In this talk, I begin with the premise that “doing the right thing” is an outcome of rhetorically powerful tangles of human and non-human elements, embedded in deep—often invisible—structures of software, politics, and habits. Every action by individuals—whether designers, programmers, marketers, researchers, policy makers or consumers—reinforces, resists, and reconfigures existing ethical boundaries for what is acceptable and just.

Despite the development of nuanced approaches for ethics in digital and technology studies, the general language surrounding ethics has remained ensconced in that of regulations, requirements, and concepts, born from biomedical models that don’t fit well with contemporary research environments and practices. In this talk, I suggest a framework of ethics in digital research that focuses less on ‘ethics’ and more on what might be potentially ‘creepy’ about what we’re doing in our everyday research and design. This is combined with a future oriented ‘what if’ approach. Placing more responsibility on one’s personal choices is not the most comfortable position, but as the world grows more technologically mediated and digitally saturated, it is particularly important to speculate about future possibilities and harms.

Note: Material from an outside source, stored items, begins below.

//! WebSocket connector for the duplex synthesis service.
//!
//! Each connection runs on a dedicated thread with a current-thread tokio
//! runtime. The thread owns the socket: it drains the outbound channel and
//! pushes every inbound frame to the session's [`FrameHandler`] inline.

use crate::error::{Result, SayshError};
use crate::transport::connection::{ConnectRequest, Connector, FrameHandler, InboundFrame, Link};
use crossbeam_channel::RecvTimeoutError;
use futures_util::{SinkExt, StreamExt};
use std::sync::Arc;
use std::thread;
use std::time::Duration;
use tokio::sync::mpsc;
use tokio_tungstenite::connect_async;
use tokio_tungstenite::tungstenite::Message;
use tokio_tungstenite::tungstenite::client::IntoClientRequest;
use tokio_tungstenite::tungstenite::http::{self, HeaderName, HeaderValue};
use tracing::{debug, warn};

enum Outbound {
    Text(String),
    Close,
}

/// Production connector over `tokio-tungstenite`.
#[derive(Debug, Clone, Copy, Default)]
pub struct WebSocketConnector;

impl WebSocketConnector {
    pub fn new() -> Self {
        Self
    }
}

impl Connector for WebSocketConnector {
    fn connect(
        &self,
        request: &ConnectRequest,
        handler: Arc<dyn FrameHandler>,
        timeout: Duration,
    ) -> Result<Box<dyn Link>> {
        let ws_request = build_request(request)?;
        let (out_tx, out_rx) = mpsc::unbounded_channel();
        let (ready_tx, ready_rx) = crossbeam_channel::bounded::<Result<()>>(1);

        thread::Builder::new()
            .name("saysh-ws".to_string())
            .spawn(move || {
                let runtime = match tokio::runtime::Builder::new_current_thread()
                    .enable_all()
                    .build()
                {
                    Ok(rt) => rt,
                    Err(e) => {
                        if ready_tx
                            .send(Err(SayshError::Transport {
                                message: format!("Failed to build connection runtime: {}", e),
                            }))
                            .is_err()
                        {
                            debug!("connect caller went away before runtime failure was reported");
                        }
                        return;
                    }
                };
                runtime.block_on(run_connection(ws_request, out_rx, handler, ready_tx));
            })
            .map_err(|e| SayshError::Transport {
                message: format!("Failed to spawn connection thread: {}", e),
            })?;

        match ready_rx.recv_timeout(timeout) {
            Ok(Ok(())) => Ok(Box::new(WebSocketLink { tx: out_tx })),
            Ok(Err(e)) => Err(e),
            Err(RecvTimeoutError::Timeout) => Err(SayshError::timeout(
                format!("websocket connect to {}", request.url),
                timeout,
            )),
            Err(RecvTimeoutError::Disconnected) => Err(SayshError::Transport {
                message: "connection thread exited before the handshake completed".to_string(),
            }),
        }
    }
}

fn build_request(request: &ConnectRequest) -> Result<http::Request<()>> {
    let mut ws_request =
        request
            .url
            .as_str()
            .into_client_request()
            .map_err(|e| SayshError::Transport {
                message: format!("Invalid service URL {}: {}", request.url, e),
            })?;

    for (name, value) in &request.headers {
        let header_name =
            HeaderName::from_bytes(name.as_bytes()).map_err(|e| SayshError::Transport {
                message: format!("Invalid header name {}: {}", name, e),
            })?;
        let header_value = HeaderValue::from_str(value).map_err(|e| SayshError::Transport {
            message: format!("Invalid value for header {}: {}", name, e),
        })?;
        ws_request.headers_mut().insert(header_name, header_value);
    }

    Ok(ws_request)
}

async fn run_connection(
    request: http::Request<()>,
    mut outbound: mpsc::UnboundedReceiver<Outbound>,
    handler: Arc<dyn FrameHandler>,
    ready: crossbeam_channel::Sender<Result<()>>,
) {
    let stream = match connect_async(request).await {
        Ok((stream, _response)) => stream,
        Err(e) => {
            let err = SayshError::Transport {
                message: format!("websocket connection failed: {}", e),
            };
            if ready.send(Err(err)).is_err() {
                debug!("connect caller gave up before the failure was reported");
            }
            return;
        }
    };

    if ready.send(Ok(())).is_err() {
        // Caller timed out; nobody owns this connection.
        debug!("dropping late websocket connection");
        return;
    }

    let (mut writer, mut reader) = stream.split();

    loop {
        tokio::select! {
            next = outbound.recv() => match next {
                Some(Outbound::Text(frame)) => {
                    if let Err(e) = writer.send(Message::Text(frame)).await {
                        handler.on_frame(InboundFrame::Error(e.to_string()));
                        break;
                    }
                }
                Some(Outbound::Close) | None => {
                    if let Err(e) = writer.close().await {
                        debug!(error = %e, "websocket close handshake failed");
                    }
                    break;
                }
            },
            inbound = reader.next() => match inbound {
                Some(Ok(Message::Text(text))) => handler.on_frame(InboundFrame::Text(text)),
                Some(Ok(Message::Binary(data))) => handler.on_frame(InboundFrame::Binary(data)),
                Some(Ok(Message::Close(frame))) => {
                    let reason = frame.map(|f| format!("{} {}", f.code, f.reason));
                    handler.on_frame(InboundFrame::Closed { reason });
                    break;
                }
                Some(Ok(_)) => {}
                Some(Err(e)) => {
                    warn!(error = %e, "websocket read failed");
                    handler.on_frame(InboundFrame::Error(e.to_string()));
                    break;
                }
                None => {
                    handler.on_frame(InboundFrame::Closed { reason: None });
                    break;
                }
            }
        }
    }
}

struct WebSocketLink {
    tx: mpsc::UnboundedSender<Outbound>,
}

impl Link for WebSocketLink {
    fn send_text(&self, frame: String) -> Result<()> {
        self.tx
            .send(Outbound::Text(frame))
            .map_err(|_| SayshError::Transport {
                message: "websocket connection is closed".to_string(),
            })
    }

    fn close(&self) {
        if self.tx.send(Outbound::Close).is_err() {
            debug!("websocket already closed");
        }
    }
}

#[cfg(test)]
mod tests {
    use super::*;
    use std::sync::Mutex;
    use tokio::net::TcpListener;
    use tokio_tungstenite::tungstenite::handshake::server::{Request, Response};

    #[derive(Default)]
    struct Recorder {
        frames: Mutex<Vec<InboundFrame>>,
    }

    impl FrameHandler for Recorder {
        fn on_frame(&self, frame: InboundFrame) {
            self.frames.lock().unwrap().push(frame);
        }
    }

    impl Recorder {
        fn wait_for(&self, count: usize) -> Vec<InboundFrame> {
            for _ in 0..200 {
                let frames = self.frames.lock().unwrap().clone();
                if frames.len() >= count {
                    return frames;
                }
                std::thread::sleep(Duration::from_millis(10));
            }
            self.frames.lock().unwrap().clone()
        }
    }

    #[test]
    fn rejects_invalid_url() {
        let request = ConnectRequest::new("not a url", "k");
        let result = WebSocketConnector::new().connect(
            &request,
            Arc::new(Recorder::default()),
            Duration::from_millis(100),
        );
        assert!(matches!(result, Err(SayshError::Transport { .. })));
    }

    #[tokio::test(flavor = "multi_thread")]
    async fn exchanges_text_and_binary_with_server() {
        let listener = TcpListener::bind("127.0.0.1:0").await.unwrap();
        let addr = listener.local_addr().unwrap();
        let seen_auth = Arc::new(Mutex::new(None::<String>));
        let seen_auth_server = seen_auth.clone();

        let server = tokio::spawn(async move {
            let (tcp, _) = listener.accept().await.unwrap();
            let callback = move |req: &Request, resp: Response| {
                let auth = req
                    .headers()
                    .get("authorization")
                    .and_then(|v| v.to_str().ok())
                    .map(str::to_string);
                *seen_auth_server.lock().unwrap() = auth;
                Ok(resp)
            };
            let mut ws = tokio_tungstenite::accept_hdr_async(tcp, callback)
                .await
                .unwrap();
            // Echo the text frame back, then send audio.
            if let Some(Ok(Message::Text(text))) = ws.next().await {
                ws.send(Message::Text(text)).await.unwrap();
                ws.send(Message::Binary(vec![1, 2, 3, 4])).await.unwrap();
            }
            // Wait for the client to close.
            while let Some(Ok(msg)) = ws.next().await {
                if msg.is_close() {
                    break;
                }
            }
        });

        let recorder = Arc::new(Recorder::default());
        let handler: Arc<dyn FrameHandler> = recorder.clone();
        let url = format!("ws://{}", addr);
        let link = tokio::task::spawn_blocking(move || {
            let request = ConnectRequest::new(&url, "sk-local");
            WebSocketConnector::new().connect(&request, handler, Duration::from_secs(5))
        })
        .await
        .unwrap()
        .unwrap();

        link.send_text("{\"hello\":1}".to_string()).unwrap();
        let frames = tokio::task::spawn_blocking({
            let recorder = recorder.clone();
            move || recorder.wait_for(2)
        })
        .await
        .unwrap();

        assert_eq!(frames[0], InboundFrame::Text("{\"hello\":1}".to_string()));
        assert_eq!(frames[1], InboundFrame::Binary(vec![1, 2, 3, 4]));
        assert_eq!(seen_auth.lock().unwrap().as_deref(), Some("bearer sk-local"));

        link.close();
        server.await.unwrap();
    }

    #[tokio::test(flavor = "multi_thread")]
    async fn stalled_handshake_times_out() {
        // Accepts TCP but never answers the upgrade.
        let listener = TcpListener::bind("127.0.0.1:0").await.unwrap();
        let addr = listener.local_addr().unwrap();
        let server = tokio::spawn(async move {
            let (tcp, _) = listener.accept().await.unwrap();
            tokio::time::sleep(Duration::from_secs(2)).await;
            drop(tcp);
        });

        let url = format!("ws://{}", addr);
        let result = tokio::task::spawn_blocking(move || {
            let request = ConnectRequest::new(&url, "k");
            WebSocketConnector::new().connect(
                &request,
                Arc::new(Recorder::default()),
                Duration::from_millis(200),
            )
        })
        .await
        .unwrap();

        match result {
            Err(e) => assert!(e.is_timeout(), "expected timeout, got {e:?}"),
            Ok(_) => panic!("handshake should not complete"),
        }
        server.abort();
    }
}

I hope to conclude this talk by introducing and getting feedback on sample scenarios that could be used to help Microsoft Researchers include ethical considerations in both conceptual and practical research contexts.


Annette Markham

Annette Markham is Associate Professor of Information Studies at Aarhus University in Denmark and Affiliate Professor of Digital Ethics in the School of Communication at Loyola University in Chicago. She earned her PhD in organizational communication (Purdue University, 1998), with a strong emphasis in interpretive, qualitative, and ethnographic methods. Annette’s early research focused on how identity, relationships, and cultural formations constructed in and influenced by digitally saturated socio-technical contexts. Her pioneering sociological work related to digital identity is well represented in her book Life Online: Researching real experience in virtual space (Altamira 1998). Her more recent research focuses on innovative qualitative methodologies for studying networked sociality and ethics of social research and interaction design. Her work can be found in a range of international journals, handbooks, and edited collections, including the book Internet Inquiry (2009, co-edited with Nancy Baym).